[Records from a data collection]
use crate::config::RewardContext;
use crate::error::{Result, RewardError};
use crate::locks::KeyedLockTable;
use attest_storage::{
    InsertOutcome, Relation, RewardStorage, SignerAssignment, SpendingCondition, Wallet,
};
use attest_types::{Address, Contract, DeviceAddress};
use chrono::{DateTime, Months, Utc};
use std::collections::BTreeMap;
use std::sync::Arc;
use tracing::info;

const TIMESTAMP_FEED: &str = "timestamp";

/// A beneficiary's vesting contract.
#[derive(Debug, Clone, PartialEq, Eq)]
pub struct VestingContract {
    pub contract_address: Address,
    pub vesting_date: DateTime<Utc>,
}

impl From<Contract> for VestingContract {
    fn from(contract: Contract) -> Self {
        Self {
            contract_address: contract.contract_address,
            vesting_date: contract.contract_vesting_date,
        }
    }
}

/// Vesting and claim-back dates counted from midnight UTC of `now`.
pub fn vesting_schedule(
    now: DateTime<Utc>,
    term_years: u32,
    unclaimed_term_years: u32,
) -> Result<(DateTime<Utc>, DateTime<Utc>)> {
    let midnight = now
        .date_naive()
        .and_hms_opt(0, 0, 0)
        .ok_or_else(|| RewardError::Invariant("midnight is not a valid time".into()))?
        .and_utc();
    let add_years = |years: u32| {
        midnight
            .checked_add_months(Months::new(years.saturating_mul(12)))
            .ok_or_else(|| RewardError::Invariant(format!("date overflow adding {} years", years)))
    };
    Ok((add_years(term_years)?, add_years(unclaimed_term_years)?))
}

/// Spendable by `beneficiary` after `vesting`, or by `distribution` after `claim_back`.
pub fn vesting_definition(
    beneficiary: &Address,
    distribution: &Address,
    oracle: &Address,
    vesting: DateTime<Utc>,
    claim_back: DateTime<Utc>,
) -> SpendingCondition {
    let after = |ts: DateTime<Utc>| SpendingCondition::DataFeed {
        oracles: vec![oracle.clone()],
        feed_name: TIMESTAMP_FEED.to_string(),
        relation: Relation::Gt,
        value: ts.timestamp_millis(),
    };
    SpendingCondition::Or(vec![
        SpendingCondition::And(vec![
            SpendingCondition::Address(beneficiary.clone()),
            after(vesting),
        ]),
        SpendingCondition::And(vec![
            SpendingCondition::Address(distribution.clone()),
            after(claim_back),
        ]),
    ])
}

/// Creates and remembers one vesting contract per beneficiary.
pub struct VestingContractManager {
    storage: Arc<dyn RewardStorage>,
    wallet: Arc<dyn Wallet>,
    context: Arc<RewardContext>,
    locks: Arc<KeyedLockTable>,
}

impl VestingContractManager {
    pub fn new(
        storage: Arc<dyn RewardStorage>,
        wallet: Arc<dyn Wallet>,
        context: Arc<RewardContext>,
        locks: Arc<KeyedLockTable>,
    ) -> Self {
        Self {
            storage,
            wallet,
            context,
            locks,
        }
    }

    /// The stored contract of `beneficiary`, creating it on first use.
    pub async fn get_or_create(
        &self,
        beneficiary: &Address,
        beneficiary_device: &DeviceAddress,
    ) -> Result<VestingContract> {
        if let Some(existing) = self.storage.get_contract(beneficiary).await? {
            return Ok(existing.into());
        }

        let _guard = self.locks.acquire(format!("contract-{}", beneficiary)).await;
        if let Some(existing) = self.storage.get_contract(beneficiary).await? {
            return Ok(existing.into());
        }

        let distribution = self.context.distribution_address()?;
        let config = &self.context.config;
        let (vesting, claim_back) = vesting_schedule(
            Utc::now(),
            config.contract_term_years,
            config.contract_unclaimed_term_years,
        )?;
        let definition = vesting_definition(
            beneficiary,
            distribution,
            &config.timestamp_oracle_address,
            vesting,
            claim_back,
        );

        let signers = BTreeMap::from([
            (
                "r.0.0".to_string(),
                SignerAssignment {
                    address: beneficiary.clone(),
                    member_signing_path: "r".to_string(),
                    device_address: beneficiary_device.clone(),
                },
            ),
            (
                "r.1.0".to_string(),
                SignerAssignment {
                    address: distribution.clone(),
                    member_signing_path: "r".to_string(),
                    device_address: self.context.bot_device_address.clone(),
                },
            ),
        ]);

        let contract_address = self.wallet.create_shared_address(&definition, &signers).await?;
        let outcome = self
            .storage
            .insert_contract(Contract {
                user_address: beneficiary.clone(),
                contract_address: contract_address.clone(),
                contract_vesting_date: vesting,
            })
            .await?;

        if outcome == InsertOutcome::Inserted {
            info!(
                beneficiary = %beneficiary,
                contract_address = %contract_address,
                vesting_date = %vesting,
                claim_back_date = %claim_back,
                "🔒 Vesting contract created"
            );
            return Ok(VestingContract {
                contract_address,
                vesting_date: vesting,
            });
        }

        let stored = self.storage.get_contract(beneficiary).await?.ok_or_else(|| {
            RewardError::Invariant(format!("contract for {} vanished after insert", beneficiary))
        })?;
        Ok(stored.into())
    }
}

▶ **EXERCISE**
Please transcribe each entry exactly, keeping every word as it is.

▶ **SOLUTION BELOW**
use crate::config::RewardContext;
use crate::error::{Result, RewardError};
use crate::locks::KeyedLockTable;
use attest_storage::{
    InsertOutcome, Relation, RewardStorage, SignerAssignment, SpendingCondition, Wallet,
};
use attest_types::{Address, Contract, DeviceAddress};
use chrono::{DateTime, Months, Utc};
use std::collections::BTreeMap;
use std::sync::Arc;
use tracing::info;

const TIMESTAMP_FEED: &str = "timestamp";

/// A beneficiary's vesting contract.
#[derive(Debug, Clone, PartialEq, Eq)]
pub struct VestingContract {
    pub contract_address: Address,
    pub vesting_date: DateTime<Utc>,
}

impl From<Contract> for VestingContract {
    fn from(contract: Contract) -> Self {
        Self {
            contract_address: contract.contract_address,
            vesting_date: contract.contract_vesting_date,
        }
    }
}

/// Vesting and claim-back dates counted from midnight UTC of `now`.
pub fn vesting_schedule(
    now: DateTime<Utc>,
    term_years: u32,
    unclaimed_term_years: u32,
) -> Result<(DateTime<Utc>, DateTime<Utc>)> {
    let midnight = now
        .date_naive()
        .and_hms_opt(0, 0, 0)
        .ok_or_else(|| RewardError::Invariant("midnight is not a valid time".into()))?
        .and_utc();
    let add_years = |years: u32| {
        midnight
            .checked_add_months(Months::new(years.saturating_mul(12)))
            .ok_or_else(|| RewardError::Invariant(format!("date overflow adding {} years", years)))
    };
    Ok((add_years(term_years)?, add_years(unclaimed_term_years)?))
}

/// Spendable by `beneficiary` after `vesting`, or by `distribution` after `claim_back`.
pub fn vesting_definition(
    beneficiary: &Address,
    distribution: &Address,
    oracle: &Address,
    vesting: DateTime<Utc>,
    claim_back: DateTime<Utc>,
) -> SpendingCondition {
    let after = |ts: DateTime<Utc>| SpendingCondition::DataFeed {
        oracles: vec![oracle.clone()],
        feed_name: TIMESTAMP_FEED.to_string(),
        relation: Relation::Gt,
        value: ts.timestamp_millis(),
    };
    SpendingCondition::Or(vec![
        SpendingCondition::And(vec![
            SpendingCondition::Address(beneficiary.clone()),
            after(vesting),
        ]),
        SpendingCondition::And(vec![
            SpendingCondition::Address(distribution.clone()),
            after(claim_back),
        ]),
    ])
}

/// Creates and remembers one vesting contract per beneficiary.
pub struct VestingContractManager {
    storage: Arc<dyn RewardStorage>,
    wallet: Arc<dyn Wallet>,
    context: Arc<RewardContext>,
    locks: Arc<KeyedLockTable>,
}

impl VestingContractManager {
    pub fn new(
        storage: Arc<dyn RewardStorage>,
        wallet: Arc<dyn Wallet>,
        context: Arc<RewardContext>,
        locks: Arc<KeyedLockTable>,
    ) -> Self {
        Self {
            storage,
            wallet,
            context,
            locks,
        }
    }

    /// The stored contract of `beneficiary`, creating it on first use.
    pub async fn get_or_create(
        &self,
        beneficiary: &Address,
        beneficiary_device: &DeviceAddress,
    ) -> Result<VestingContract> {
        if let Some(existing) = self.storage.get_contract(beneficiary).await? {
            return Ok(existing.into());
        }

        let _guard = self.locks.acquire(format!("contract-{}", beneficiary)).await;
        if let Some(existing) = self.storage.get_contract(beneficiary).await? {
            return Ok(existing.into());
        }

        let distribution = self.context.distribution_address()?;
        let config = &self.context.config;
        let (vesting, claim_back) = vesting_schedule(
            Utc::now(),
            config.contract_term_years,
            config.contract_unclaimed_term_years,
        )?;
        let definition = vesting_definition(
            beneficiary,
            distribution,
            &config.timestamp_oracle_address,
            vesting,
            claim_back,
        );

        let signers = BTreeMap::from([
            (
                "r.0.0".to_string(),
                SignerAssignment {
                    address: beneficiary.clone(),
                    member_signing_path: "r".to_string(),
                    device_address: beneficiary_device.clone(),
                },
            ),
            (
                "r.1.0".to_string(),
                SignerAssignment {
                    address: distribution.clone(),
                    member_signing_path: "r".to_string(),
                    device_address: self.context.bot_device_address.clone(),
                },
            ),
        ]);

        let contract_address = self.wallet.create_shared_address(&definition, &signers).await?;
        let outcome = self
            .storage
            .insert_contract(Contract {
                user_address: beneficiary.clone(),
                contract_address: contract_address.clone(),
                contract_vesting_date: vesting,
            })
            .await?;

        if outcome == InsertOutcome::Inserted {
            info!(
                beneficiary = %beneficiary,
                contract_address = %contract_address,
                vesting_date = %vesting,
                claim_back_date = %claim_back,
                "🔒 Vesting contract created"
            );
            return Ok(VestingContract {
                contract_address,
                vesting_date: vesting,
            });
        }

        let stored = self.storage.get_contract(beneficiary).await?.ok_or_else(|| {
            RewardError::Invariant(format!("contract for {} vanished after insert", beneficiary))
        })?;
        Ok(stored.into())
    }
}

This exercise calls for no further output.